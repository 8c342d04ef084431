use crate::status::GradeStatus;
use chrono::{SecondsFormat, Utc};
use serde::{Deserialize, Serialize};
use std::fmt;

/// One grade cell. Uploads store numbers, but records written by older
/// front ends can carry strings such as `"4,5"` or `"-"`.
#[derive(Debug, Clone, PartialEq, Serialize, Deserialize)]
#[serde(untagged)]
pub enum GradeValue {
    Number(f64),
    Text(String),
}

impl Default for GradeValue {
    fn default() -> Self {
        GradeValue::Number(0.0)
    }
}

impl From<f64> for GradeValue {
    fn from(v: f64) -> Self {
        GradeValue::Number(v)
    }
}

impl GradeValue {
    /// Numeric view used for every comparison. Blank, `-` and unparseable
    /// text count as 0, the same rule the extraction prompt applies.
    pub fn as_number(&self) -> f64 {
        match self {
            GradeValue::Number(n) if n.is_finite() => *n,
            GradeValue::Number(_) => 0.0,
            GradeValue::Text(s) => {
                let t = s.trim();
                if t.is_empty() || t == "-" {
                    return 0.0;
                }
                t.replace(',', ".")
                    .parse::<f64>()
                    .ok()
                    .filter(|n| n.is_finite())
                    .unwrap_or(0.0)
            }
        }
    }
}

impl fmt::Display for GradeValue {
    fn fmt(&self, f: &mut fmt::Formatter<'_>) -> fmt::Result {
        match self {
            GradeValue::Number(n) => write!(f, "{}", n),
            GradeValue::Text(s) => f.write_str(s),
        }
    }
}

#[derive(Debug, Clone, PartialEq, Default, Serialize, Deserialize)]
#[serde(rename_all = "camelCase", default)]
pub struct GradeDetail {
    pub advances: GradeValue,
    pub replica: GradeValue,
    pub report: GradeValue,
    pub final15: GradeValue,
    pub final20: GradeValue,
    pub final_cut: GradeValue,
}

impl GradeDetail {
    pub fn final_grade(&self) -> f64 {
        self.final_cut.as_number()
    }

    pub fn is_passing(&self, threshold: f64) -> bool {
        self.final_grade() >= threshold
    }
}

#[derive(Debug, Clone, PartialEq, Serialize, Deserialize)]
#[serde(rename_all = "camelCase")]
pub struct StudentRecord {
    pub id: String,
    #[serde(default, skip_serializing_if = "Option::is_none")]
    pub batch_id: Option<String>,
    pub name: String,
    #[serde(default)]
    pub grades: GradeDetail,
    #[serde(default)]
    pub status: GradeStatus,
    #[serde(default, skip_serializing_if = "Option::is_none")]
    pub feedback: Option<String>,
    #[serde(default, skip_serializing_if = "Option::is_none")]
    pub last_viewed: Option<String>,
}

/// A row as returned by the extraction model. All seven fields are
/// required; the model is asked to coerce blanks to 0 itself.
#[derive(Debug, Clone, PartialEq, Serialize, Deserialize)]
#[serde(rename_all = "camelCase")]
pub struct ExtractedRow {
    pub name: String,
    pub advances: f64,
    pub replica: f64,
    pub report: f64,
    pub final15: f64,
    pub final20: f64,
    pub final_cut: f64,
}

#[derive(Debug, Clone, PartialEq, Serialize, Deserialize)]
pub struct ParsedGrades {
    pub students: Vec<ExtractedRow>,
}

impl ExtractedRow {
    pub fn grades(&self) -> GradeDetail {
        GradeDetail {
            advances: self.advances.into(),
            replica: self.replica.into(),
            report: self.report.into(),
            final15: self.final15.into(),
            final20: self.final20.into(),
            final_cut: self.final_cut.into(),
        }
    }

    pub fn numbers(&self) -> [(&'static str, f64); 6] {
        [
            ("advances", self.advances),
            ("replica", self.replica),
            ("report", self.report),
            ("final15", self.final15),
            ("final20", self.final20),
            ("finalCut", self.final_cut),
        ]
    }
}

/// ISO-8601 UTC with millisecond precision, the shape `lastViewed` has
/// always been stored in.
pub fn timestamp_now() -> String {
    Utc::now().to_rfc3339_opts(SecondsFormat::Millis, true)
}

==

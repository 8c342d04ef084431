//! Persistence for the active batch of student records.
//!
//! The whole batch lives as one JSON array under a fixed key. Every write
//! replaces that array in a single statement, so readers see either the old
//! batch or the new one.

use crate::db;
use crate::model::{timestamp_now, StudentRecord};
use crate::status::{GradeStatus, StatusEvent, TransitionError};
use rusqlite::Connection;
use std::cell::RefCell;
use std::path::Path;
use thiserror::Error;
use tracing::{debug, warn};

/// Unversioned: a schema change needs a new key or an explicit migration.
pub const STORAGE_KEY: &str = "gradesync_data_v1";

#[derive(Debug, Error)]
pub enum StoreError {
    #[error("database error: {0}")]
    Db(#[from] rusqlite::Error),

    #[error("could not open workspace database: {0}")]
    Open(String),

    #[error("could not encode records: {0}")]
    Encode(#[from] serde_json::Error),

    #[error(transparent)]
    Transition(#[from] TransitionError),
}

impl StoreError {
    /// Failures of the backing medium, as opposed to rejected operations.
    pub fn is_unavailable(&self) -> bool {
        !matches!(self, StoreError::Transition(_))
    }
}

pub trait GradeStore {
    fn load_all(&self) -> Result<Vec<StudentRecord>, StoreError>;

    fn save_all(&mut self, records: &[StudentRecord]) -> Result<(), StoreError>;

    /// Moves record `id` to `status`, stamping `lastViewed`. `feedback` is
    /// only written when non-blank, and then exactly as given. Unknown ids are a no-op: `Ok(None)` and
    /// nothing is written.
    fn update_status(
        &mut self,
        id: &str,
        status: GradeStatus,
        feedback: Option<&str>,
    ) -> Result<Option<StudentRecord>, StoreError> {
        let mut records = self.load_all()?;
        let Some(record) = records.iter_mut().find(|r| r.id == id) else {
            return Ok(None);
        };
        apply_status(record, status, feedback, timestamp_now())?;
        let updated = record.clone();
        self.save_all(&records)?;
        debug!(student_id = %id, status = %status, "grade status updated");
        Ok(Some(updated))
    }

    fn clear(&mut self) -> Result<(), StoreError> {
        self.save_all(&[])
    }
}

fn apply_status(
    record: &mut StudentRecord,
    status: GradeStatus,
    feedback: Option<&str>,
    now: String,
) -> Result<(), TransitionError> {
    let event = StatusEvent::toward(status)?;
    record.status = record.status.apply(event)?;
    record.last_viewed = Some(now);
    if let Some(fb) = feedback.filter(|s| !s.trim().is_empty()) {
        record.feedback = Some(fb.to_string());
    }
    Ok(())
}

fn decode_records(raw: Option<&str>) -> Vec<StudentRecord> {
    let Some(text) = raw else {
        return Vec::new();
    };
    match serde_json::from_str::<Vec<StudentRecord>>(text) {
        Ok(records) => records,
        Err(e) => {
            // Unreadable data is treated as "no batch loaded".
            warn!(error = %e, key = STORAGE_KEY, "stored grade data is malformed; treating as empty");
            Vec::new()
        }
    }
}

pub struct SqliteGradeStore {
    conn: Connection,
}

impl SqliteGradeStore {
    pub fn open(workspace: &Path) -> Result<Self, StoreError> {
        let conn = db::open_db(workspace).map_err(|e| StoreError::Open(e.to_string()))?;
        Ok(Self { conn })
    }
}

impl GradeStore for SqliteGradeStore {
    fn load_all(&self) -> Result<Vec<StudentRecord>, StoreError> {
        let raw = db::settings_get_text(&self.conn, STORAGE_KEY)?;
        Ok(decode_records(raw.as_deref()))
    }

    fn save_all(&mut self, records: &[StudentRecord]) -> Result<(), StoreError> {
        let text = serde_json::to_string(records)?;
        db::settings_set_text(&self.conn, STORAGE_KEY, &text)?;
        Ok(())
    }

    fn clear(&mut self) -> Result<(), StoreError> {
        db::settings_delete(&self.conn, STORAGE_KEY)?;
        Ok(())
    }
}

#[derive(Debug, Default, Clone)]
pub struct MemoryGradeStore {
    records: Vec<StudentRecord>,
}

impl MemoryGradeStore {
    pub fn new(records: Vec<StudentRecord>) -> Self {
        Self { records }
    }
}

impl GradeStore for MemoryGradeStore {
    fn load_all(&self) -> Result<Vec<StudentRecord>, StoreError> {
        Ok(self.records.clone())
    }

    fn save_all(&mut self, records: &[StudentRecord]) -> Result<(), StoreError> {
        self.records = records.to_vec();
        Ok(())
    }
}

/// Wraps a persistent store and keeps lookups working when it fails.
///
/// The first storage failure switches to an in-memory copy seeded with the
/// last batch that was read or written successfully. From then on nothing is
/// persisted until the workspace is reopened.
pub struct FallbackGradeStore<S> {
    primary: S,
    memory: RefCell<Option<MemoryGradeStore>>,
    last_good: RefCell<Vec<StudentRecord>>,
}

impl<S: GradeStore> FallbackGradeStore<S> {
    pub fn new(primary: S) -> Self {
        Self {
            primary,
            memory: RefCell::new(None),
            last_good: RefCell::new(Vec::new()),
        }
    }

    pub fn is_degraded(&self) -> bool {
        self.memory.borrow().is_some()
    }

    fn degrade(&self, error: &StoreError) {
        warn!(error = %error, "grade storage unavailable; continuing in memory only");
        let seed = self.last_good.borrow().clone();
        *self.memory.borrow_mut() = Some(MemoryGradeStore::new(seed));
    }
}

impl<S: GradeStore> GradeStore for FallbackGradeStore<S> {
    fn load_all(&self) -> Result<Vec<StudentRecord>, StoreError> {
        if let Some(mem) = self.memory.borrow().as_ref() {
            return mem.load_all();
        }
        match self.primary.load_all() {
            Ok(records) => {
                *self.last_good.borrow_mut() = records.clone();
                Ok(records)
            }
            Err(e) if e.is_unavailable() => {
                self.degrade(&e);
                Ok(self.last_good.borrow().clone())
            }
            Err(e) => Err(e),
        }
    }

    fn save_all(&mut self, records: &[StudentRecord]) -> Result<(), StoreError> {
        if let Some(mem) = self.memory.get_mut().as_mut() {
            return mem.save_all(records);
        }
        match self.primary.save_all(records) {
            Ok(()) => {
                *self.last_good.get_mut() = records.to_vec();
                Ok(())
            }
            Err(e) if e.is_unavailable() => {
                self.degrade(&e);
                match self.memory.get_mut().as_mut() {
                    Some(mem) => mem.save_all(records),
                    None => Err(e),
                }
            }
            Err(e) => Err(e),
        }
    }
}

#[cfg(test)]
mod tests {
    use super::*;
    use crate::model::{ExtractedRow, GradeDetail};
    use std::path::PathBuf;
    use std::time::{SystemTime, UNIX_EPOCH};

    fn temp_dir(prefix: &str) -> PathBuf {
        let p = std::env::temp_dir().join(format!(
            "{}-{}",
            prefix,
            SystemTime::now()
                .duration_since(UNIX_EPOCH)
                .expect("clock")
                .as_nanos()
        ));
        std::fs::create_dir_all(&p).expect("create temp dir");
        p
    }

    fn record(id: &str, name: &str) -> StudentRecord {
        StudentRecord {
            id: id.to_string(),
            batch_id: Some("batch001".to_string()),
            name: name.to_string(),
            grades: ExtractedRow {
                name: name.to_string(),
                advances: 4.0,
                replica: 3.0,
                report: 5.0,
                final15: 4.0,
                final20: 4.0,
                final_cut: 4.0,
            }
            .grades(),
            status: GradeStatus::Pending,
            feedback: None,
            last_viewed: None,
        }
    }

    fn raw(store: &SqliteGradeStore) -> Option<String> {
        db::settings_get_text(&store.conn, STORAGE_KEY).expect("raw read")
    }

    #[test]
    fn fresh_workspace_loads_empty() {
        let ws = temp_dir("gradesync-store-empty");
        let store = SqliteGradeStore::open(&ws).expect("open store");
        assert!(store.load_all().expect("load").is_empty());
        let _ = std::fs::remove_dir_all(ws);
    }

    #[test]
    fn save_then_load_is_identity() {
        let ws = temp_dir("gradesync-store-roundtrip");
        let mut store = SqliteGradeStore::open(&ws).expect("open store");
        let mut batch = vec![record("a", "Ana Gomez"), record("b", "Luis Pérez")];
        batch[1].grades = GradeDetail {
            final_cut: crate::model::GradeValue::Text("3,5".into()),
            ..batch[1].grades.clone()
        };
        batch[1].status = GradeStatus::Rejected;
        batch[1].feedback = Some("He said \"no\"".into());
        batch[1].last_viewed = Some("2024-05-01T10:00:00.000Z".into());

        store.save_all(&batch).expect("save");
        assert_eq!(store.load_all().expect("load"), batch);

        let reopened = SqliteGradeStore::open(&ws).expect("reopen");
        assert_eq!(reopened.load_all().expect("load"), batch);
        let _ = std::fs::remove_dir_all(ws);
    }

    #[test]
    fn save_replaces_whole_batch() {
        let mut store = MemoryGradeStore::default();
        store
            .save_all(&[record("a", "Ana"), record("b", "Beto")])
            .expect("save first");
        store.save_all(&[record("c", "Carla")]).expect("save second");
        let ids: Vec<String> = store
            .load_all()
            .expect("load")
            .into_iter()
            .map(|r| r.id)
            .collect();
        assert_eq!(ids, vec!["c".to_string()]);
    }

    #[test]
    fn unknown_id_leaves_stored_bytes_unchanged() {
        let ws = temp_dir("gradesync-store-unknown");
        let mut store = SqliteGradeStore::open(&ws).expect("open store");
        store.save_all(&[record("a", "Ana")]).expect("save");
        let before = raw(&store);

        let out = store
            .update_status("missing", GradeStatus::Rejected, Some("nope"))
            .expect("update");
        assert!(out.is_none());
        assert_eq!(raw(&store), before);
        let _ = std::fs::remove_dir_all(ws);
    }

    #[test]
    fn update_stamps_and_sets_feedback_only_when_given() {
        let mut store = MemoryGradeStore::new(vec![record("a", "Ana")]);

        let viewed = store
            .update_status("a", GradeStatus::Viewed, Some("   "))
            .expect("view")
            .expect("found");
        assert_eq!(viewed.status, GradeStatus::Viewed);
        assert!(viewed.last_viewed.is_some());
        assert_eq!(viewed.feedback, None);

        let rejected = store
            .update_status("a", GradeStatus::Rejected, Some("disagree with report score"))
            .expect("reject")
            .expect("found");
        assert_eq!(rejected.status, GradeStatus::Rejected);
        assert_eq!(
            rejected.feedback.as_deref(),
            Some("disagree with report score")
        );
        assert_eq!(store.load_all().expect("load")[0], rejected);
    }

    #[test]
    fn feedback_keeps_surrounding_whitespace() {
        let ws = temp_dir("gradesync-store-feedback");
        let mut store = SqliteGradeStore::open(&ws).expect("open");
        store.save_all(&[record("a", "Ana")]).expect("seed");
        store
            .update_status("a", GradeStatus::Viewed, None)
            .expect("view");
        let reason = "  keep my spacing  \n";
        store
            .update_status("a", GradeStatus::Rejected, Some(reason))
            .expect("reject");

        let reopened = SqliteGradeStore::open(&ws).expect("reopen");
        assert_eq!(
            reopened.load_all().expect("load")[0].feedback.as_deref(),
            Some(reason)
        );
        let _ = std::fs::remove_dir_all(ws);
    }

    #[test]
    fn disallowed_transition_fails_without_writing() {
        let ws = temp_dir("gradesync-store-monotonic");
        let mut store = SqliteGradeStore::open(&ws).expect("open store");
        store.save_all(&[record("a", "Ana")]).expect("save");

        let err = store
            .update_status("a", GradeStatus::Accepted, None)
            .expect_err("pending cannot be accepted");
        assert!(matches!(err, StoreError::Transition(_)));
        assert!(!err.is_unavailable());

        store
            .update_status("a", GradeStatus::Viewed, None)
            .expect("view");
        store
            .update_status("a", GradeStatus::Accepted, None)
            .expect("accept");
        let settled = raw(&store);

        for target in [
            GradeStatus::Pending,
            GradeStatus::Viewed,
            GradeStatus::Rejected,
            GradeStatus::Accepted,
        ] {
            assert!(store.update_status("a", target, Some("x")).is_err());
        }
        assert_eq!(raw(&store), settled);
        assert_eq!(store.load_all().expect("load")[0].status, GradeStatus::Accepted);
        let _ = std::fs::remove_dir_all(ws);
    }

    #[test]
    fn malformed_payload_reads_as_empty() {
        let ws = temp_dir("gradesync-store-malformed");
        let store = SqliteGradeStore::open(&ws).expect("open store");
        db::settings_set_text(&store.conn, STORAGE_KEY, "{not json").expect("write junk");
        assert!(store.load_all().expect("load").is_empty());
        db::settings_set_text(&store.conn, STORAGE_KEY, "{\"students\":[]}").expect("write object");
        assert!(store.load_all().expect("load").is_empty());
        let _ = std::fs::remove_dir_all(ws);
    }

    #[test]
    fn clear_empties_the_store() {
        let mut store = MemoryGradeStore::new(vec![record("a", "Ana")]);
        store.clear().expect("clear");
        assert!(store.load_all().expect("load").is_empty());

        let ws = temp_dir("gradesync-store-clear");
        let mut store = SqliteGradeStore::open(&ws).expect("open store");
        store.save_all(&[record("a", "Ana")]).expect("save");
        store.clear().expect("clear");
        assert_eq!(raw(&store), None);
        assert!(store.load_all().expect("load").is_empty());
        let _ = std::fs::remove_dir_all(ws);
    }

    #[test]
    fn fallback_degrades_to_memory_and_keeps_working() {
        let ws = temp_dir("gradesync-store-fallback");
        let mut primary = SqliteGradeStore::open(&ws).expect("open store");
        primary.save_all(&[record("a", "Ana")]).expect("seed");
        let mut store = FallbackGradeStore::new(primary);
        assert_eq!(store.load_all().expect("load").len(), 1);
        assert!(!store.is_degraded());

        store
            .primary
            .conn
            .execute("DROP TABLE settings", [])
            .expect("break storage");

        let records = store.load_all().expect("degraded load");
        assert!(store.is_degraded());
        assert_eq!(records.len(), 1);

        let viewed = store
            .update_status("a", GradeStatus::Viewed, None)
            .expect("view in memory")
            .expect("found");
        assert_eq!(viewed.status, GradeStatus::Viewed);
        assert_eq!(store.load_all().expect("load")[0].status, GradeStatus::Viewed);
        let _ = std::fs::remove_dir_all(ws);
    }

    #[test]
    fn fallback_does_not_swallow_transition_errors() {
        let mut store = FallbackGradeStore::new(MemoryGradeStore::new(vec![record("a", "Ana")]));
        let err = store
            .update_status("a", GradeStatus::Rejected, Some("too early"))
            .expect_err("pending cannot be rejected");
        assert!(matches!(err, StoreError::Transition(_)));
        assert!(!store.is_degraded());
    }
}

**Task statement**: Retrieve each line from the records above where the word "array" occurs.

**The completed task**:
//! The whole batch lives as one JSON array under a fixed key. Every write
//! replaces that array in a single statement, so readers see either the old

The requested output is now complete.